I chose to imitate two pieces ‘Dong Huang Taiyi (Grand Unity, Spirit of the Eastern Sky)’ and ‘The Summons of the Soul’ both from Chu Ci, by Qu Yuan.
Why did you choose this piece?
I felt nostalgic while reading Grand Unity as it talks about an ‘auspicious day’ with ‘singing’, food offerings and ‘priestesses’. This scene is reminiscent of many festivals celebrated in India which are renowned for their feasts, devotional activities and celebrations. I used the verse as inspiration to set the scene for the spring harvest carnival my poem is based on. I further enjoyed the detailed descriptions of the dishes in ‘The Summons of the souls’. I based the outlines of the foods eaten during the festival of Holi, on the style of this prose.

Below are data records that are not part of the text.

//! Capability contracts for element types.
//!
//! An element type opts into the container by implementing a subset of these
//! traits. `Mergeable + Spanning` unlocks append and positional lookup;
//! adding `Sliceable` unlocks split and range queries.
//!
//! # Merge Semantics
//!
//! Batch construction cascades merges strictly left-to-right: once two
//! elements merge, earlier boundaries are never re-examined. This is what
//! keeps batch construction O(n). Implementations must behave consistently
//! enough under cascades that re-examination is never needed.

use crate::error::Result;

/// Elements that can absorb an adjacent element into a single run.
pub trait Mergeable {
    /// Whether `other` can be absorbed into `self`.
    fn can_merge(&self, other: &Self) -> bool;

    /// Absorb `other` into `self`. Called only where `can_merge` holds.
    fn merge(&mut self, other: Self);
}

/// Elements with a measurable size.
pub trait HasLength {
    /// Number of atomic units in this element.
    fn len(&self) -> usize;

    /// Whether this element holds no units.
    fn is_empty(&self) -> bool {
        self.len() == 0
    }
}

/// Elements that occupy index space.
///
/// `span` is the size in index/position space; `logical_len` is the visible
/// payload, which may be smaller (tombstoned regions in a CRDT backing store,
/// gaps in a gap buffer). Both default to `len`.
pub trait Spanning: HasLength {
    /// Size in index space.
    fn span(&self) -> usize {
        self.len()
    }

    /// Visible payload size.
    fn logical_len(&self) -> usize {
        self.span()
    }
}

/// Elements that can be cut at internal boundaries.
pub trait Sliceable: Sized {
    /// Produce the `[start, end)` sub-element, in this element's own
    /// coordinate space.
    ///
    /// Fails with [`RleError::InvalidSlice`](crate::RleError::InvalidSlice)
    /// when the bounds do not align to a valid internal boundary, e.g.
    /// splitting inside a multi-byte character.
    fn slice(&self, start: usize, end: usize) -> Result<Self>;
}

What did you learn about the culture of the original author through imitating his or her style?
The poem ‘Dong Huang Taiyi’ displays how Chinese food acts as a link to the spiritual world. ‘Take up the fragrant flower offerings, the meats cooked in melilotus, served on orchid mats, And libations of cinnamon wine and pepper sauces!’, ‘The five notes mingle in rich harmony, And the god is merry and takes his pleasure.’ Food offerings and songs are instruments used to please the holy spirits. The following lines from ‘The Summons of the Soul’ further bolster this idea ‘Oh Soul, come back! Why should you go far away? All your household has come to do you honor, all kinds of good foods are ready’. Food thus ventures beyond its conventional purpose of nutrition, and transcends into a symbol of reverence in Chinese culture.
What did you learn about your own culture while writing?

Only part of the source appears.